Aquí fue donde me dejaron para que el viento quemara mi piel, el agua perforara mis carnes y el lodo aplastara mis huesos.
No había mucho que pudiera hacer. No tenía opción y todos lo sabían, inclusive ese pintor de medio pelo: él sólo fue a presenciar un asesinato.


Era día de mercado y todos estábamos afuera. El olor de las frutas, el rumor de los niños jugando y el sol que abría cada uno de los poros para poder entrar, hacían relucir las calles viejas de La Coruña. La mañana era tranquila, como todas las mañanas en el mercado, pero todos sabíamos que algo grande vendría, todos nos mirábamos como esperando algo, todos mirábamos las verduras mientras pensábamos para dónde correr. Todos sabíamos que algo grande vendría, simplemente no sabíamos cuándo.


Aquí fue donde me dejaron, pudriéndome entre la porquería de los hombres, haciéndome otro bulto en la tierra.

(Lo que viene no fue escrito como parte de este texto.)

//! Modules declaring too many providers

use super::base::{ProjectContext, ProjectRule, Report, RuleMeta};
use crate::models::{Category, Scope, Severity};
use anyhow::Result;

pub const ID: &str = "architecture/max-providers-per-module";

/// Provider count above which a module is reported
pub const DEFAULT_MAX: i64 = 10;

pub struct MaxProvidersRule {
    meta: RuleMeta,
}

impl MaxProvidersRule {
    pub fn new() -> Self {
        Self {
            meta: RuleMeta::new(
                ID,
                Category::Architecture,
                Severity::Warning,
                "Module declares more providers than the configured maximum",
                "Split the module by feature so each one owns a small, cohesive set of providers.",
                Scope::Project,
            ),
        }
    }
}

impl Default for MaxProvidersRule {
    fn default() -> Self {
        Self::new()
    }
}

impl ProjectRule for MaxProvidersRule {
    fn meta(&self) -> &RuleMeta {
        &self.meta
    }

    fn check(&self, ctx: &mut ProjectContext<'_>) -> Result<()> {
        let max = ctx.config.threshold_i64(ID, "max").unwrap_or(DEFAULT_MAX).max(0) as usize;

        for node in ctx.graph.modules.values() {
            let count = node.providers.len();
            if count > max {
                let message = format!(
                    "Module '{}' declares {} providers (max {})",
                    node.name, count, max
                );
                ctx.report(Report::new(message, node.line, 1).in_file(node.file_path.clone()));
            }
        }
        Ok(())
    }
}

“¡José, escóndete bien!” Eso fue lo único que pude decirle a mi esposo cuando ellos llegaron. Estábamos en el mercado mis tres hijos y nosotros dos: yo y el otro que llevo adentro. Estábamos ahí cuando los perros llegaron corriendo, tres perros flacos, con las costillas marcadas a través la piel. Babeando una saliva tan densa como la brea y jadeando como si el alma se les fuera a salir por la garganta. Llegaron ladrando y todos nos miramos, como diciéndonos con nuestras pupilas que la hora había llegado.
Apenas les estábamos sirviendo agua a los perros que habían corrido colina arriba, cuando por esa misma colina aparecieron esas banderas, las banderas de Fernando VII y luego las cabezas de sus generales y luego sus caballos. Este era el día que todos estábamos esperando, este era el día que implorábamos que no llegara, este era el día que todos temíamos.
Los caballos y las bestias encima de lo caballos arrasaron todo: pasaban por encima de los puestos y de las personas, destrozaban frutas y huesos. “¡José, escóndete bien!” fue lo único que pude decir después de que atravesé el mercado con mis tres hijos y entré a mi casa, donde me esperaba mi esposo; sin embargo, antes de que él pudiera pararse de la cama, ya tenía a dos militares encima de él, estrellando su cabeza contra el piso.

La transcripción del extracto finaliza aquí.